**Task to complete**
Wherever a line of the records contains "Send", copy that line.

**Records for this task**
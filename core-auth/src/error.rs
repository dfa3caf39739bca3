use thiserror::Error;

#[derive(Error, Debug)]
pub enum AuthError {
    #[error("Authentication failed: {0}")]
    AuthenticationFailed(String),

    #[error("Token refresh failed: {0}")]
    TokenRefreshFailed(String),

    #[error("OAuth state mismatch: expected {expected}, got {actual}")]
    StateMismatch { expected: String, actual: String },

    #[error("Invalid authorization code: {0}")]
    InvalidAuthCode(String),

    #[error("Network error: {0}")]
    NetworkError(String),

    #[error("Client secret file not found: {0}")]
    ClientSecretMissing(String),

    #[error("Invalid client secret file: {0}")]
    InvalidClientSecret(String),

    #[error("Consent denied: {0}")]
    ConsentDenied(String),

    #[error("Timed out after {0}s waiting for the authorization redirect")]
    ConsentTimeout(u64),

    #[error("Secure storage unavailable: {0}")]
    SecureStorageUnavailable(String),

    #[error("Serialization failed ({context}): {source}")]
    SerializationFailed {
        context: String,
        #[source]
        source: serde_json::Error,
    },

    #[error("{0}")]
    Other(String),
}

pub type Result<T> = std::result::Result<T, AuthError>;
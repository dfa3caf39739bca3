//! OAuth Redirect Abstraction
//!
//! The interactive consent flow needs two host capabilities: showing the
//! authorization URL to the user and receiving the redirect that carries the
//! authorization code. Desktop hosts do the latter with a loopback listener.

use async_trait::async_trait;
use serde::Deserialize;

use crate::error::Result;

/// Query parameters delivered to the redirect URI
///
/// Unknown parameters such as `scope` are ignored when deserializing.
#[derive(Debug, Clone, Default, PartialEq, Eq, Deserialize)]
pub struct AuthorizationCallback {
    pub code: Option<String>,
    pub state: Option<String>,
    /// Set by the provider when the user denied consent
    pub error: Option<String>,
}

/// Receives the OAuth authorization redirect
#[async_trait]
pub trait AuthCallbackListener: Send + Sync {
    /// Start accepting redirects and return the URI to register in the
    /// authorization request. Calling it again returns the same URI.
    async fn start(&self) -> Result<String>;

    /// Show the authorization URL to the user
    async fn present_authorization_url(&self, url: &str) -> Result<()>;

    /// Block until the provider redirects back, returning its parameters
    async fn wait_for_callback(&self) -> Result<AuthorizationCallback>;
}
//! Storage and File System Abstractions
//!
//! Provides platform-agnostic traits for local file I/O, credential
//! persistence and the remote source of media files.

use async_trait::async_trait;
use bytes::Bytes;
use serde::{Deserialize, Serialize};
use std::path::{Path, PathBuf};

use crate::error::Result;

/// File system access trait
///
/// Covers the handful of operations the migration needs: scratch files that
/// are written chunk by chunk and removed afterwards, and an append-only
/// report log.
///
/// # Example
///
/// ```ignore
/// use bridge_traits::storage::FileSystemAccess;
///
/// async fn scratch(fs: &dyn FileSystemAccess, data: &[u8]) -> Result<()> {
///     let dir = fs.get_scratch_directory().await?;
///     let path = dir.join("photo.jpg");
///     fs.write_file(&path, Bytes::copy_from_slice(data)).await?;
///     fs.delete_file(&path).await?;
///     Ok(())
/// }
/// ```
#[async_trait]
pub trait FileSystemAccess: Send + Sync {
    /// Directory that holds transient copies of remote files
    ///
    /// Created on first access if missing.
    async fn get_scratch_directory(&self) -> Result<PathBuf>;

    /// Check if a file or directory exists
    async fn exists(&self, path: &Path) -> Result<bool>;

    /// Read entire file contents into memory
    async fn read_file(&self, path: &Path) -> Result<Bytes>;

    /// Write data to a file, truncating it if it exists
    async fn write_file(&self, path: &Path, data: Bytes) -> Result<()>;

    /// Append data to an existing file or create it
    async fn append_file(&self, path: &Path, data: Bytes) -> Result<()>;

    /// Delete a file
    async fn delete_file(&self, path: &Path) -> Result<()>;
}

/// Secure credential storage trait
///
/// Values are opaque byte blobs keyed by name. Writes replace the previous
/// value wholesale; there is no partial merge.
///
/// # Security Requirements
///
/// Implementations MUST never log or expose stored values.
///
/// # Example
///
/// ```ignore
/// use bridge_traits::storage::SecureStore;
///
/// async fn store_token(store: &dyn SecureStore, token: &str) -> Result<()> {
///     store.set_secret("token.json", token.as_bytes()).await?;
///     Ok(())
/// }
/// ```
#[async_trait]
pub trait SecureStore: Send + Sync {
    /// Store a secret value, replacing any previous value
    async fn set_secret(&self, key: &str, value: &[u8]) -> Result<()>;

    /// Retrieve a secret value
    ///
    /// Returns `Ok(None)` if the key doesn't exist.
    async fn get_secret(&self, key: &str) -> Result<Option<Vec<u8>>>;

    /// Delete a secret. Succeeds when the key is already absent.
    async fn delete_secret(&self, key: &str) -> Result<()>;

    /// Check if a secret exists without retrieving it
    async fn has_secret(&self, key: &str) -> Result<bool> {
        Ok(self.get_secret(key).await?.is_some())
    }
}

/// Remote file descriptor
///
/// Snapshot of one item returned by a listing call.
#[derive(Debug, Clone, PartialEq, Eq, Serialize, Deserialize)]
pub struct RemoteFile {
    /// Provider-specific file ID
    pub id: String,
    /// Display name
    pub name: String,
    /// MIME type
    pub mime_type: String,
    /// Declared size in bytes, when the service reports one
    pub size: Option<u64>,
}

impl RemoteFile {
    /// Declared size, with an absent size counted as zero
    pub fn declared_size(&self) -> u64 {
        self.size.unwrap_or(0)
    }
}

/// Listing parameters for [`MediaSource::list_page`]
#[derive(Debug, Clone, PartialEq, Eq)]
pub struct ListQuery {
    /// Provider query expression (e.g. Drive's `q` parameter)
    pub filter: String,
    /// Items per page
    pub page_size: u32,
}

/// One chunk of a ranged download
#[derive(Debug, Clone)]
pub struct DownloadChunk {
    /// Bytes received for this range
    pub data: Bytes,
    /// Total size of the remote content, when the service reported it
    pub total_size: Option<u64>,
}

/// Source of media files
///
/// Implemented by cloud storage connectors. The access token is passed per
/// call so the caller owns the credential lifecycle.
#[async_trait]
pub trait MediaSource: Send + Sync {
    /// Fetch one page of files matching `query`
    ///
    /// Returns the files and the continuation token for the next page,
    /// `None` once the listing is exhausted.
    async fn list_page(
        &self,
        access_token: &str,
        query: &ListQuery,
        page_token: Option<String>,
    ) -> Result<(Vec<RemoteFile>, Option<String>)>;

    /// Download `length` bytes of a file starting at `offset`
    ///
    /// The returned chunk may be shorter than requested at end of file.
    async fn download_chunk(
        &self,
        access_token: &str,
        file_id: &str,
        offset: u64,
        length: u64,
    ) -> Result<DownloadChunk>;
}

#[cfg(test)]
mod tests {
    use super::*;

    #[test]
    fn test_declared_size_defaults_to_zero() {
        let file = RemoteFile {
            id: "1".to_string(),
            name: "a.jpg".to_string(),
            mime_type: "image/jpeg".to_string(),
            size: None,
        };
        assert_eq!(file.declared_size(), 0);

        let sized = RemoteFile {
            size: Some(1_048_576),
            ..file
        };
        assert_eq!(sized.declared_size(), 1_048_576);
    }
}
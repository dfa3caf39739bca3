use bridge_traits::error::BridgeError;
use core_auth::AuthError;
use std::path::PathBuf;
use thiserror::Error;

#[derive(Error, Debug)]
pub enum MigrationError {
    #[error(transparent)]
    Auth(#[from] AuthError),

    #[error("Remote service error: {0}")]
    RemoteService(#[source] BridgeError),

    #[error("Download of {name} failed: {source}")]
    Download {
        name: String,
        #[source]
        source: BridgeError,
    },

    #[error("Upload of {name} failed: {source}")]
    UploadInit {
        name: String,
        #[source]
        source: BridgeError,
    },

    #[error("Failed to write report {}: {source}", .path.display())]
    Report {
        path: PathBuf,
        #[source]
        source: BridgeError,
    },

    #[error("Scratch file error at {}: {source}", .path.display())]
    Scratch {
        path: PathBuf,
        #[source]
        source: BridgeError,
    },

    #[error(transparent)]
    Config(#[from] core_runtime::Error),
}

pub type Result<T> = std::result::Result<T, MigrationError>;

**Task response**
pub trait AuthCallbackListener: Send + Sync {
pub trait FileSystemAccess: Send + Sync {
pub trait SecureStore: Send + Sync {
pub trait MediaSource: Send + Sync {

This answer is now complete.